We hope that the flexibility on the coat of arms of the Embeitia surname will not be taken as a lack of seriousness on our part, since we are constantly investigating to be able to offer the most rigorous information possible on the Embeitia coats of arms. However, if you have more information about the Embeitia heraldry, or you notice an error that needs to be corrected, please let us know so that we can have the biggest and best information on the net about the Embeitia coat of arms, explained in a simple and easy way.

  • Aguila of Italy - 1. It is represented with only one head, separate wings, but not raised and glued tail.
  • Alternate Bordura - 1. Said by some authors to the bordura through which different pieces or figures are happening one behind the other along the bordura.
  • Barbican - 1. Saetera or tronera in castles or strengths.
  • Bordure - 1. Piece that surrounds the field of the shield inside has the sixth part of it. It can adopt varied shapes such as the composed embroidery, denticulate bordura, pie
  • Broken column - 1. A column, broken in two halves, represents the strength in heraldry.
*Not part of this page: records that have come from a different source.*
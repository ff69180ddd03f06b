use crate::api::types::{
    DeploymentTemplate, ElasticsearchPayload, InstanceConfiguration, TopologyElement,
};

use super::TopologyError;

/// Read-only view over the Elasticsearch defaults of a fetched deployment template.
#[derive(Debug, Clone, Copy)]
pub struct TemplateTopology<'a> {
    template: &'a DeploymentTemplate,
    elasticsearch: &'a ElasticsearchPayload,
}

impl<'a> TemplateTopology<'a> {
    pub fn new(template: &'a DeploymentTemplate) -> Result<Self, TopologyError> {
        let elasticsearch =
            template
                .elasticsearch()
                .ok_or_else(|| TopologyError::MissingElasticsearchTemplate {
                    template_id: template.id.clone(),
                })?;

        Ok(Self {
            template,
            elasticsearch,
        })
    }

    pub fn template_id(&self) -> &'a str {
        &self.template.id
    }

    pub fn ref_id(&self) -> &'a str {
        &self.elasticsearch.ref_id
    }

    pub fn autoscaling_enabled(&self) -> Option<bool> {
        self.elasticsearch.plan.autoscaling_enabled
    }

    /// Template elements in their declared order.
    pub fn elements(&self) -> &'a [TopologyElement] {
        &self.elasticsearch.plan.cluster_topology
    }

    pub fn element(&self, id: &str) -> Option<&'a TopologyElement> {
        self.elements().iter().find(|e| e.id == id)
    }

    pub fn ids(&self) -> impl Iterator<Item = &'a str> + 'a {
        self.elements().iter().map(|e| e.id.as_str())
    }

    pub fn instance_configuration(&self, id: &str) -> Option<&'a InstanceConfiguration> {
        self.template.instance_configuration(id)
    }

    /// Error for a tier id the template does not define, listing the valid ids.
    pub fn unknown_tier(&self, id: &str) -> TopologyError {
        let valid = self
            .ids()
            .map(|id| format!("\"{}\"", id))
            .collect::<Vec<_>>()
            .join(", ");

        TopologyError::UnknownTier {
            id: id.to_string(),
            valid,
        }
    }
}
use tracing::debug;

use crate::api::types::{InstanceConfiguration, TopologyElement, TopologyElementControl};

use super::{Capabilities, ResolvedTier, Size, TemplateTopology, TopologyError, parse_size};

/// Template data backing a single tier.
#[derive(Debug, Clone, Copy)]
pub struct TierDefaults<'a> {
    pub element: &'a TopologyElement,
    pub instance_configuration: Option<&'a InstanceConfiguration>,
}

impl<'a> TierDefaults<'a> {
    pub fn lookup(template: &TemplateTopology<'a>, tier: &ResolvedTier) -> Option<Self> {
        let element = template.element(&tier.id)?;
        Some(Self {
            element,
            instance_configuration: template.instance_configuration(&tier.instance_configuration_id),
        })
    }

    fn largest_discrete_size(&self) -> Option<Size> {
        let sizes = self.instance_configuration?.discrete_sizes.as_ref()?;
        sizes
            .sizes
            .iter()
            .max()
            .map(|value| Size::new(sizes.resource, *value))
    }
}

#[derive(Debug, Clone, Default, PartialEq)]
pub struct AutoscalingBounds {
    pub max: Option<Size>,
    pub min: Option<Size>,
    /// Floor the control plane keeps the tier at, independent of autoscaling.
    pub control_min: Option<Size>,
    pub policy_override: Option<serde_json::Value>,
}

impl AutoscalingBounds {
    pub fn apply_to(&self, element: &mut TopologyElement) {
        element.autoscaling_max = self.max;
        element.autoscaling_min = self.min;
        element.autoscaling_policy_override_json = self.policy_override.clone();
        element.topology_element_control = self.control_min.map(|min| TopologyElementControl { min });
    }
}

/// Resolves autoscaling bounds for one tier.
///
/// With autoscaling disabled only the control minimum survives. With it enabled
/// the max bound comes from configuration, then the template, then the largest
/// size the instance configuration offers.
pub fn resolve_autoscaling(
    tier: &ResolvedTier,
    capabilities: &Capabilities,
    defaults: &TierDefaults<'_>,
    enabled: bool,
) -> Result<AutoscalingBounds, TopologyError> {
    let control_min = defaults
        .element
        .topology_element_control
        .map(|control| control.min)
        .or_else(|| (!capabilities.has_data()).then(|| Size::zero(tier.size.resource)));

    if !enabled {
        if tier.autoscaling.as_ref().is_some_and(|a| !a.is_empty()) {
            debug!(tier = %tier.id, "autoscaling disabled, ignoring autoscaling settings");
        }
        return Ok(AutoscalingBounds {
            control_min,
            ..Default::default()
        });
    }

    let declared = tier.autoscaling.clone().unwrap_or_default();

    let max = match declared.max_size.as_deref() {
        Some(raw) => parse_size(raw, declared.max_size_resource.unwrap_or(tier.size.resource))?,
        None => defaults
            .element
            .autoscaling_max
            .or_else(|| defaults.largest_discrete_size())
            .ok_or_else(|| TopologyError::MissingAutoscalingMax {
                tier: tier.id.clone(),
            })?,
    };

    let min = match declared.min_size.as_deref() {
        Some(raw) => Some(parse_size(
            raw,
            declared.min_size_resource.unwrap_or(tier.size.resource),
        )?),
        None => defaults.element.autoscaling_min,
    };

    let policy_override = declared
        .policy_override_json
        .as_deref()
        .map(str::trim)
        .filter(|raw| !raw.is_empty())
        .map(|raw| {
            serde_json::from_str(raw).map_err(|source| TopologyError::InvalidPolicyOverride {
                tier: tier.id.clone(),
                source,
            })
        })
        .transpose()?;

    debug!(
        tier = %tier.id,
        max = max.value,
        min = ?min.map(|s| s.value),
        "autoscaling resolved"
    );

    Ok(AutoscalingBounds {
        max: Some(max),
        min,
        control_min,
        policy_override,
    })
}
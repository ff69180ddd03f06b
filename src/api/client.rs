use reqwest::header::{AUTHORIZATION, HeaderMap, HeaderValue};
use reqwest::{StatusCode, Url};
use serde::de::DeserializeOwned;

use super::ApiError;
use super::types::{ApiErrorBody, DeploymentTemplate};

pub const DEFAULT_ENDPOINT: &str = "https://api.elastic-cloud.com";
const API_PREFIX: &str = "api/v1";

#[derive(Clone)]
pub struct ApiClient {
    client: reqwest::Client,
    base_url: String,
}

impl ApiClient {
    pub fn new(api_key: String) -> Result<Self, ApiError> {
        Self::with_base_url(api_key, DEFAULT_ENDPOINT.to_string())
    }

    /// NOTE: Primarily used for testing with mock servers.
    pub fn with_base_url(api_key: String, base_url: String) -> Result<Self, ApiError> {
        let mut headers = HeaderMap::new();
        let header_value = HeaderValue::from_str(&format!("ApiKey {}", api_key)).map_err(|_| {
            ApiError::Auth {
                message: "Invalid API key format".to_string(),
            }
        })?;
        headers.insert(AUTHORIZATION, header_value);

        let client = reqwest::Client::builder()
            .default_headers(headers)
            .build()
            .map_err(ApiError::Network)?;

        Ok(Self {
            client,
            base_url: base_url.trim_end_matches('/').to_string(),
        })
    }

    pub fn api_base(&self) -> &str {
        &self.base_url
    }

    fn url(&self, path: &str, params: &[(&str, &str)]) -> Result<Url, ApiError> {
        let raw = format!("{}/{}/{}", self.base_url, API_PREFIX, path);
        Url::parse_with_params(&raw, params).map_err(|e| ApiError::InvalidEndpoint {
            endpoint: self.base_url.clone(),
            message: e.to_string(),
        })
    }

    pub async fn get_template(
        &self,
        template_id: &str,
        region: &str,
    ) -> Result<DeploymentTemplate, ApiError> {
        let url = self.url(
            &format!("deployments/templates/{}", template_id),
            &[("region", region), ("show_instance_configurations", "true")],
        )?;

        tracing::debug!(template_id, region, "fetching deployment template");

        match self.get_json(url, "deployment template").await {
            Err(ApiError::Api { status: 404, .. }) => Err(ApiError::TemplateNotFound {
                template_id: template_id.to_string(),
                region: region.to_string(),
            }),
            other => other,
        }
    }

    pub async fn list_templates(&self, region: &str) -> Result<Vec<DeploymentTemplate>, ApiError> {
        let url = self.url(
            "deployments/templates",
            &[("region", region), ("show_instance_configurations", "false")],
        )?;

        self.get_json(url, "deployment templates").await
    }

    async fn get_json<T: DeserializeOwned>(&self, url: Url, what: &str) -> Result<T, ApiError> {
        let response = self.client.get(url).send().await?;
        let status = response.status();
        let body = response.text().await?;

        if !status.is_success() {
            return Err(error_from_body(status, &body));
        }

        serde_json::from_str(&body).map_err(|e| ApiError::Decode {
            what: what.to_string(),
            message: e.to_string(),
        })
    }
}

fn error_from_body(status: StatusCode, body: &str) -> ApiError {
    let parsed: ApiErrorBody = serde_json::from_str(body).unwrap_or_default();
    let message = parsed
        .first_message()
        .or_else(|| status.canonical_reason())
        .unwrap_or("Unknown error")
        .to_string();

    match status {
        StatusCode::UNAUTHORIZED | StatusCode::FORBIDDEN => ApiError::Auth { message },
        _ => ApiError::Api {
            status: status.as_u16(),
            message,
        },
    }
}

impl std::fmt::Debug for ApiClient {
    fn fmt(&self, f: &mut std::fmt::Formatter<'_>) -> std::fmt::Result {
        f.debug_struct("ApiClient")
            .field("base_url", &self.base_url)
            .field("api_key", &"[REDACTED]")
            .finish()
    }
}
  • Cantado - 1. When a main piece is accompanied by another in the cantons of the shield. Generally the Cross or the Sotuer accompanied by four pieces or figures arranged in the flanks between the arms 2. It is said of four figures or furniture placed in the four
  • Civic crown - 1. It is the crown composed of fruity oak or oak branches. It paints closed and sinople.
  • Cruz-Chevronada - 1. Term used to designate the Union of the Cross and the Chevron.
  • Gate - 1. Hole left on a wall to entry to a cabin or enclosure. They have to adjust to the enamels of the figure. Otherwise it is said clarified. Symbolism: separation, revelation. (See clarified-a).
  • General Lieutenant - 1. Military position in Spain. They surround their candle or banner or other badge of their position with six flags and six standards. These carry real weapons embroidered in their center.
  • Gironado - 1. It is said of the shield divided into jirs. (V. Jironado).
  • LORADO - 1. It is said of the fish whose fins are of different enamel. (V. Excued-do).
  • Open - 1. The windows and doors of castles, towers or other figures when through them the field of the shield or the enamel of the piece they had below is seen. The rustters, macles and stars or rosettes that the spurs carry, as it is
  • Quadrifolio - 1. Figure that represents a flower of four leaves or rounded petals and finishes on a slight tip, perforated in its center. It resembles the four -leaf clover. Used in the Central European Heraldic.
  • Royal Crown of Poland - 1. Similar to the Spanish, surmontada of a silver eagle.
  • See you in stick - 1. Said of seeing you put in a stick situation.
  • Triumphal crown - 1. With bay leaves. Victory symbol. Army generals were granted that they had won in some important battle defeating the enemy.
  • unmocked - 1. Tree whose cup appears flat. 2. Cabria or Chevron with the cut tip. 3. Every figure or furniture in which a piece of the top has been cut. (V. Moving, infamous).